Stem cell senescence is an important and current hypothesis accounting for organismal aging, especially the hematopoietic stem cell (HSC). Ginsenoside Rg1 is the main active pharmaceutical ingredient of ginseng, which is a traditional Chinese medicine. This study explored the protective effect of ginsenoside Rg1 on Sca-1⁺ hematopoietic stem/progenitor cells (HSC/HPCs) in a mouse model of d-galactose-induced aging. The mimetic aging mouse model was induced by continuous injection of d-gal for 42 days, and the C57BL/6 mice were respectively treated with ginsenoside Rg1, Vitamin E or normal saline after 7 days of d-gal injection. Compared with those in the d-gal administration alone group, ginsenoside Rg1 protected Sca-1⁺ HSC/HPCs by decreasing SA-β-Gal and enhancing the colony forming unit-mixture (CFU-Mix), and adjusting oxidative stress indices like reactive oxygen species (ROS), total anti-oxidant (T-AOC), superoxide dismutase (SOD), glutathione peroxidase (GSH-px) and malondialdehyde (MDA). In addition, ginsenoside Rg1 decreased β-catenin and c-Myc mRNA expression and enhanced the phosphorylation of GSK-3β. Moreover, ginsenoside Rg1 down-regulated advanced glycation end products (AGEs), 4-hydroxynonenal (4-HNE), phospho-histone H2A.X (r-H2A.X), 8-OHdG, p16(Ink4a), Rb, p21(Cip1/Waf1) and p53 in senescent Sca-1⁺ HSC/HPCs.

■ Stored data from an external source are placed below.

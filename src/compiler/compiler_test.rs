// SPDX-License-Identifier: GPL-3.0-or-later
// Copyright 2026 Tobias Sarnowski

//! Tests for bytecode emission and branch patching.

use super::*;
use crate::memory::Memory;

#[test]
fn emit_literal_chooses_the_compact_form_per_tag() {
    let mut memory = Memory::new();
    let mut compiler = Compiler::new(&mut memory);

    compiler
        .emit_literal(TaggedValue::from_number(5.0))
        .unwrap();
    assert_eq!(compiler.ip(), 5); // opcode + 4-byte f32

    let start = compiler.ip();
    compiler
        .emit_literal(TaggedValue::encode(42, Tag::Integer).unwrap())
        .unwrap();
    assert_eq!(compiler.ip() - start, 3); // opcode + 2-byte i16
}

#[test]
fn emitted_literal_number_round_trips_through_memory() {
    let mut memory = Memory::new();
    {
        let mut compiler = Compiler::new(&mut memory);
        compiler
            .emit_literal(TaggedValue::from_number(2.5))
            .unwrap();
    }
    assert_eq!(memory.read_u8(0).unwrap(), op::LITERAL_NUMBER);
    assert_eq!(memory.read_f32(1).unwrap(), 2.5);
}

#[test]
fn emit_call_always_uses_the_extended_form() {
    let mut memory = Memory::new();
    let mut compiler = Compiler::new(&mut memory);
    compiler.emit_call(23).unwrap();
    assert_eq!(compiler.ip(), 2);
    let first = memory.read_u8(0).unwrap();
    let second = memory.read_u8(1).unwrap();
    assert!(bytecode::is_extended(first));
    assert_eq!(bytecode::decode_call(first, second), 23);
}

#[test]
fn emit_call_round_trips_an_address_at_and_above_128() {
    let mut memory = Memory::new();
    let mut compiler = Compiler::new(&mut memory);
    compiler.emit_call(200).unwrap();
    assert_eq!(compiler.ip(), 2);
    let first = memory.read_u8(0).unwrap();
    let second = memory.read_u8(1).unwrap();
    assert!(bytecode::is_extended(first));
    assert_eq!(bytecode::decode_call(first, second), 200);
}

#[test]
fn forward_branch_patches_to_the_current_compile_pointer() {
    let mut memory = Memory::new();
    let mut compiler = Compiler::new(&mut memory);
    let site = compiler.emit_branch(op::BRANCH_IF_ZERO).unwrap();
    compiler.emit_opcode(op::DUP).unwrap();
    compiler.patch_here(site).unwrap();

    let offset = memory.read_i16(1).unwrap();
    assert_eq!(i64::from(offset), i64::from(compiler.ip()) - 3);
}

#[test]
fn backward_branch_patches_to_an_earlier_known_address() {
    let mut memory = Memory::new();
    let mut compiler = Compiler::new(&mut memory);
    let loop_start = compiler.ip();
    compiler.emit_opcode(op::DUP).unwrap();
    let site = compiler.emit_branch(op::BRANCH).unwrap();
    compiler.patch_to(site, loop_start).unwrap();

    let offset = memory.read_i16(site.0 as usize).unwrap();
    assert_eq!(i64::from(offset), i64::from(loop_start) - i64::from(site.0 + 2));
}

#[test]
fn local_scope_assigns_increasing_slot_indices() {
    let mut scope = LocalScope::new();
    assert_eq!(scope.declare("x"), 0);
    assert_eq!(scope.declare("y"), 1);
    assert_eq!(scope.lookup("x"), Some(0));
    assert_eq!(scope.lookup("y"), Some(1));
    assert_eq!(scope.lookup("z"), None);
}
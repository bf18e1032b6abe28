// SPDX-License-Identifier: GPL-3.0-or-later
// Copyright 2026 Tobias Sarnowski

//! The VM's single linear memory buffer.
//!
//! One 65,536-byte buffer backs the whole VM for its entire lifetime:
//! no heap allocation, no growth, no garbage collection. It is divided
//! into four fixed segments (code, data stack, return stack, global
//! heap); [`crate::stack`] and [`crate::reference`] layer structure on
//! top, but every access ultimately goes through the bounds-checked
//! accessors here.


use crate::error::VmError;
use crate::tagged::TaggedValue;
use crate::types::{Cell, CELL_BYTES};

/// Total size of the backing buffer, in bytes.
pub const TOTAL_BYTES: usize = 65_536;

/// Total size of the backing buffer, in cells.
pub const TOTAL_CELLS: u32 = TOTAL_BYTES as u32 / CELL_BYTES;

/// Size of the code segment, in cells.
pub const CODE_CELLS: u32 = 8_192;
/// Size of the data stack segment, in cells.
pub const DATA_STACK_CELLS: u32 = 2_048;
/// Size of the return stack segment, in cells.
pub const RETURN_STACK_CELLS: u32 = 2_048;
/// Size of the global heap segment, in cells.
pub const GLOBAL_HEAP_CELLS: u32 =
    TOTAL_CELLS - CODE_CELLS - DATA_STACK_CELLS - RETURN_STACK_CELLS;

/// First cell of the code segment.
pub const CODE_BASE: Cell = Cell::new(0);
/// First cell of the data stack segment.
pub const DATA_STACK_BASE: Cell = Cell::new(CODE_CELLS);
/// First cell of the return stack segment.
pub const RETURN_STACK_BASE: Cell = Cell::new(CODE_CELLS + DATA_STACK_CELLS);
/// First cell of the global heap segment.
pub const GLOBAL_HEAP_BASE: Cell = Cell::new(CODE_CELLS + DATA_STACK_CELLS + RETURN_STACK_CELLS);
/// One past the last cell of the global heap segment (== `TOTAL_CELLS`).
pub const GLOBAL_HEAP_END: Cell = Cell::new(TOTAL_CELLS);

/// The VM's backing store: one fixed-size byte buffer, addressed either
/// as 4-byte cells or as raw bytes for the code segment's inline
/// immediates.
pub struct Memory {
    buf: [u8; TOTAL_BYTES],
}

impl Memory {
    /// Creates a zero-initialized memory buffer.
    #[must_use]
    pub const fn new() -> Self {
        Self {
            buf: [0; TOTAL_BYTES],
        }
    }

    fn check(offset: usize, width: usize) -> Result<(), VmError> {
        if offset + width > TOTAL_BYTES {
            return Err(VmError::MemoryBounds { offset });
        }
        Ok(())
    }

    /// Reads the tagged value at the given cell.
    pub fn read_cell(&self, cell: Cell) -> Result<TaggedValue, VmError> {
        let bits = self.read_u32(cell.to_byte_addr().as_usize())?;
        Ok(TaggedValue::from_bits(bits))
    }

    /// Writes a tagged value at the given cell.
    pub fn write_cell(&mut self, cell: Cell, value: TaggedValue) -> Result<(), VmError> {
        self.write_u32(cell.to_byte_addr().as_usize(), value.to_bits())
    }

    /// Reads one byte at `offset`.
    pub fn read_u8(&self, offset: usize) -> Result<u8, VmError> {
        Self::check(offset, 1)?;
        Ok(self.buf[offset])
    }

    /// Writes one byte at `offset`.
    pub fn write_u8(&mut self, offset: usize, value: u8) -> Result<(), VmError> {
        Self::check(offset, 1)?;
        self.buf[offset] = value;
        Ok(())
    }

    /// Reads a little-endian `i16` at `offset`.
    pub fn read_i16(&self, offset: usize) -> Result<i16, VmError> {
        Self::check(offset, 2)?;
        Ok(i16::from_le_bytes([self.buf[offset], self.buf[offset + 1]]))
    }

    /// Writes a little-endian `i16` at `offset`.
    pub fn write_i16(&mut self, offset: usize, value: i16) -> Result<(), VmError> {
        Self::check(offset, 2)?;
        let bytes = value.to_le_bytes();
        self.buf[offset..offset + 2].copy_from_slice(&bytes);
        Ok(())
    }

    /// Reads a little-endian `u16` at `offset`.
    pub fn read_u16(&self, offset: usize) -> Result<u16, VmError> {
        Self::check(offset, 2)?;
        Ok(u16::from_le_bytes([self.buf[offset], self.buf[offset + 1]]))
    }

    /// Writes a little-endian `u16` at `offset`.
    pub fn write_u16(&mut self, offset: usize, value: u16) -> Result<(), VmError> {
        Self::check(offset, 2)?;
        let bytes = value.to_le_bytes();
        self.buf[offset..offset + 2].copy_from_slice(&bytes);
        Ok(())
    }

    /// Reads a little-endian `u32` at `offset`.
    pub fn read_u32(&self, offset: usize) -> Result<u32, VmError> {
        Self::check(offset, 4)?;
        let mut bytes = [0u8; 4];
        bytes.copy_from_slice(&self.buf[offset..offset + 4]);
        Ok(u32::from_le_bytes(bytes))
    }

    /// Writes a little-endian `u32` at `offset`.
    pub fn write_u32(&mut self, offset: usize, value: u32) -> Result<(), VmError> {
        Self::check(offset, 4)?;
        self.buf[offset..offset + 4].copy_from_slice(&value.to_le_bytes());
        Ok(())
    }

    /// Reads a little-endian `f32` at `offset`.
    pub fn read_f32(&self, offset: usize) -> Result<f32, VmError> {
        Ok(f32::from_bits(self.read_u32(offset)?))
    }

    /// Writes a little-endian `f32` at `offset`.
    pub fn write_f32(&mut self, offset: usize, value: f32) -> Result<(), VmError> {
        self.write_u32(offset, value.to_bits())
    }
}

impl Default for Memory {
    fn default() -> Self {
        Self::new()
    }
}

Our findings indicated that ginsenoside Rg1 can improve the resistance of Sca-1⁺ HSC/HPCs in a mouse model of d-galactose-induced aging through the suppression of oxidative stress and excessive activation of the Wnt/β-catenin signaling pathway, and reduction of DNA damage response, p16(Ink4a)-Rb and p53-p21(Cip1/Waf1) signaling.